Defendant's apprehension and connection with the slaying came about in a unique way. Around 1:00 A.M. on the morning of November 14, 1961, or about twenty-four hours after the homicide, a lady named Annie Borden, who had been working since 3:00 P.M. of the preceding afternoon, returned to her two-room apartment on the second floor of 2951 W. Washington Street in Chicago. When she could not enter because something was obstructing the door from the inside, she summoned the police. As the officers arrived, defendant emerged from the apartment and was taken into custody. He showed the police how he had entered by *364 climbing through a window, and explained his presence by saying that detectives from Maywood were pursuing him on a "phony charge," that he had become tired and had entered the apartment to get some sleep. Annie Borden had never seen him before. This witness, as well as several police officers, testified that defendant was wearing a brown leather jacket and blue pants, both of which were extremely dirty. One officer found a pair of leather gloves stuffed in defendant's trouser pocket, but no money was discovered on his person. Defendant was detained on a charge of entering the apartment and remained in jail when he could not raise bail.

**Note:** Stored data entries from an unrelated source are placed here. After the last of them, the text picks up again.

#![forbid(unsafe_code)]

use crate::domain::{AlertRecord, MetricKind, Snapshot};
use crate::persistence::RollingStore;
use chrono::{DateTime, TimeDelta, Utc};
use config::Config;
use std::collections::HashMap;
use tracing::{debug, info};

/// Decides which thresholds a snapshot crosses, with a per-kind cooldown.
#[derive(Debug, Default)]
pub struct ThresholdEvaluator {
    last_fired: HashMap<MetricKind, DateTime<Utc>>,
}

impl ThresholdEvaluator {
    pub fn new() -> Self {
        Self::default()
    }

    /// Alerts raised by `snapshot`, in `cpu, memory, disk, temperature`
    /// order. Firing a kind restarts its cooldown at `snapshot.timestamp`.
    pub fn check(&mut self, snapshot: &Snapshot, config: &Config) -> Vec<AlertRecord> {
        if !config.enable_alerts {
            return Vec::new();
        }

        let cooldown = TimeDelta::from_std(config.alert_cooldown).unwrap_or(TimeDelta::MAX);
        let now = snapshot.timestamp;
        let mut alerts = Vec::new();

        for kind in MetricKind::ALL {
            let value = snapshot.value(kind);
            let threshold = config.thresholds.get(kind);
            if value <= threshold {
                continue;
            }
            if let Some(last) = self.last_fired.get(&kind)
                && now.signed_duration_since(*last) < cooldown
            {
                debug!(%kind, value, threshold, "alert suppressed by cooldown");
                continue;
            }

            self.last_fired.insert(kind, now);
            alerts.push(AlertRecord::exceeded(kind, snapshot));
        }

        alerts
    }

    /// [`Self::check`], then record every raised alert in `store`.
    pub async fn evaluate(
        &mut self,
        snapshot: &Snapshot,
        config: &Config,
        store: &mut RollingStore,
    ) -> Vec<AlertRecord> {
        let alerts = self.check(snapshot, config);
        for alert in &alerts {
            info!(kind = %alert.kind, value = alert.value, "{}", alert.message);
            store.append_alert(alert.clone()).await;
        }
        alerts
    }

    /// When `kind` last fired, if ever.
    pub fn last_fired(&self, kind: MetricKind) -> Option<DateTime<Utc>> {
        self.last_fired.get(&kind).copied()
    }
}
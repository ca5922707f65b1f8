//! # GeoDetector
//!
//! Spatial stratified heterogeneity statistics for tabular data.
//!
//! The q statistic measures how well a categorical covariate explains the
//! variance of a numeric response: the response is stratified by the
//! covariate's categories, each stratum is summarized by its mean, and q is
//! the R² of those grouped-mean predictions. Covariate pairs are scored the
//! same way on their joint strata, and each pair's q is classified into one
//! of five interaction types by comparison with the single-covariate q
//! values.
//!
//! ## Example
//!
//! ```
//! use geodetector::prelude::*;
//!
//! # fn main() -> geodetector::error::Result<()> {
//! let data = Dataset::from_columns([
//!     ("region", vec![1.0, 1.0, 1.0, 1.0, 2.0, 2.0, 2.0, 2.0]),
//!     ("level", vec![1.0, 1.0, 2.0, 2.0, 1.0, 1.0, 2.0, 2.0]),
//!     ("incidence", vec![1.0, 1.0, 2.0, 2.0, 3.0, 3.0, 9.0, 9.0]),
//! ])?;
//!
//! let detector = GeoDetector::new(&data, &["region", "level"], "incidence")?;
//!
//! let q_values = detector.single_q_values()?;
//! assert_eq!(q_values.len(), 2);
//!
//! let (q_matrix, types) = detector.interaction_matrix_with_types()?;
//! assert_eq!(q_matrix.get("region", "region"), Some(q_values[0].1));
//! assert_eq!(
//!     types.get("region", "level"),
//!     Some(InteractionType::NonlinearEnhance)
//! );
//! # Ok(())
//! # }
//! ```

pub mod dataset;
pub mod detector;
pub mod error;
pub mod interaction;
pub mod matrix;
pub mod metrics;
pub mod regressor;

pub mod prelude {
    //! Convenient re-exports of commonly used types.
    pub use crate::dataset::Dataset;
    pub use crate::detector::GeoDetector;
    pub use crate::error::{GeoDetectorError, Result};
    pub use crate::interaction::InteractionType;
    pub use crate::matrix::{InteractionTypeMatrix, QMatrix};
    pub use crate::metrics::r2_score;
    pub use crate::regressor::GroupedMeanRegressor;
}
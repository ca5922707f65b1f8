//! Symmetric result tables indexed by covariate name.

use crate::error::{GeoDetectorError, Result};
use crate::interaction::InteractionType;
use ndarray::Array2;
use serde::{Deserialize, Serialize};

/// Square symmetric table of q values.
///
/// Rows and columns are indexed by covariate name; the diagonal holds
/// single-covariate q values and the off-diagonal holds pairwise interaction
/// q values.
#[derive(Debug, Clone, Serialize, Deserialize)]
pub struct QMatrix {
    names: Vec<String>,
    values: Array2<f64>,
}

impl QMatrix {
    pub(crate) fn new(names: Vec<String>) -> Self {
        let n = names.len();
        Self {
            names,
            values: Array2::from_elem((n, n), f64::NAN),
        }
    }

    pub(crate) fn set_symmetric(&mut self, i: usize, j: usize, q: f64) {
        self.values[[i, j]] = q;
        self.values[[j, i]] = q;
    }

    /// Covariate names indexing the rows and columns.
    pub fn names(&self) -> &[String] {
        &self.names
    }

    /// The full value table, row-and-column ordered by `names`.
    pub fn values(&self) -> &Array2<f64> {
        &self.values
    }

    /// q value addressed by row and column name.
    pub fn get(&self, row: &str, col: &str) -> Option<f64> {
        let i = self.index_of(row)?;
        let j = self.index_of(col)?;
        Some(self.values[[i, j]])
    }

    fn index_of(&self, name: &str) -> Option<usize> {
        self.names.iter().position(|existing| existing == name)
    }

    /// Export to JSON string.
    pub fn to_json(&self) -> Result<String> {
        serde_json::to_string_pretty(self)
            .map_err(|e| GeoDetectorError::SerializationError(e.to_string()))
    }

    /// Load from JSON string.
    pub fn from_json(json: &str) -> Result<Self> {
        serde_json::from_str(json).map_err(|e| GeoDetectorError::SerializationError(e.to_string()))
    }
}

/// Square table of interaction types, parallel to [`QMatrix`].
///
/// Only off-diagonal entries are populated; the diagonal stays `None`.
#[derive(Debug, Clone, Serialize, Deserialize)]
pub struct InteractionTypeMatrix {
    names: Vec<String>,
    entries: Array2<Option<InteractionType>>,
}

impl InteractionTypeMatrix {
    pub(crate) fn new(names: Vec<String>) -> Self {
        let n = names.len();
        Self {
            names,
            entries: Array2::from_elem((n, n), None),
        }
    }

    pub(crate) fn set_symmetric(&mut self, i: usize, j: usize, label: InteractionType) {
        self.entries[[i, j]] = Some(label);
        self.entries[[j, i]] = Some(label);
    }

    /// Covariate names indexing the rows and columns.
    pub fn names(&self) -> &[String] {
        &self.names
    }

    /// The full entry table; `None` on the diagonal.
    pub fn entries(&self) -> &Array2<Option<InteractionType>> {
        &self.entries
    }

    /// Interaction type addressed by row and column name.
    ///
    /// `None` for the diagonal or for names outside the matrix.
    pub fn get(&self, row: &str, col: &str) -> Option<InteractionType> {
        let i = self.index_of(row)?;
        let j = self.index_of(col)?;
        self.entries[[i, j]]
    }

    fn index_of(&self, name: &str) -> Option<usize> {
        self.names.iter().position(|existing| existing == name)
    }

    /// Export to JSON string.
    pub fn to_json(&self) -> Result<String> {
        serde_json::to_string_pretty(self)
            .map_err(|e| GeoDetectorError::SerializationError(e.to_string()))
    }

    /// Load from JSON string.
    pub fn from_json(json: &str) -> Result<Self> {
        serde_json::from_str(json).map_err(|e| GeoDetectorError::SerializationError(e.to_string()))
    }
}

Six days later, as she was cleaning her apartment, Annie Borden discovered a gun under a large over-stuffed chair about five feet from the bed where defendant had slept. The police were again called and it was found that the gun was a .380 calibre automatic pistol. It was loaded with five .380 calibre Remington bullets, one in the chamber and four in the magazine. Subsequent ballistic tests established that it was the weapon with which Williams had been killed, and at defendant's trial Peterson identified it as the pistol carried by the robber.
The exact manner in which Tajara, Young and Garrett were implicated and apprehended does not appear in the abstract presented but, in any event, all were in custody on November 22, 1961, on which date they joined with defendant in giving a written statement to an assistant State's Attorney. In this statement, admitted into evidence at the trial after an extensive inquiry into its voluntary or involuntary character, defendant related that he had been approached by Tajara and Young about three weeks prior to the homicide with a plan to hold up the restaurant, but had told them he wasn't interested. While the remainder of the statement does little to clearly fix dates and times, it appears that Young and Tajara continued with their efforts to persuade defendant, and that the latter finally *365 agreed to participate on the day of the crime, at a time when they were drinking at the house of a man to whom the statement refers as Clyde Grayson. The matter of a weapon was discussed and it was decided that a gun would be borrowed from Garrett. After this, according to defendant's admissions in the statement, he and Young left the drinking place and went to the house of defendant's sister where they remained until Tajara showed up and gave defendant a gun and a pair of gloves. Defendant said he then returned to Clyde's house, driving his sister's car; that he bought and drank some whiskey there, then departed and "went to the club;" and that the last he remembered of the gun Tajara had given him was leaving it in his sister's car after he had "parked it in back of the garage." So far as we can ascertain, the "club" and the "garage" referred to in the statement are not further identified in the record of the murder hearing.
It further appears from the statement that upon being shown the gun found in the Borden apartment, defendant said he didn't know if it was the gun Tajara had given him "because all guns look alike," but he did admit he had left a gun in the apartment, saying that he had "stuck it under something" when the police arrived. He admitted also that he owned a brown leather jacket.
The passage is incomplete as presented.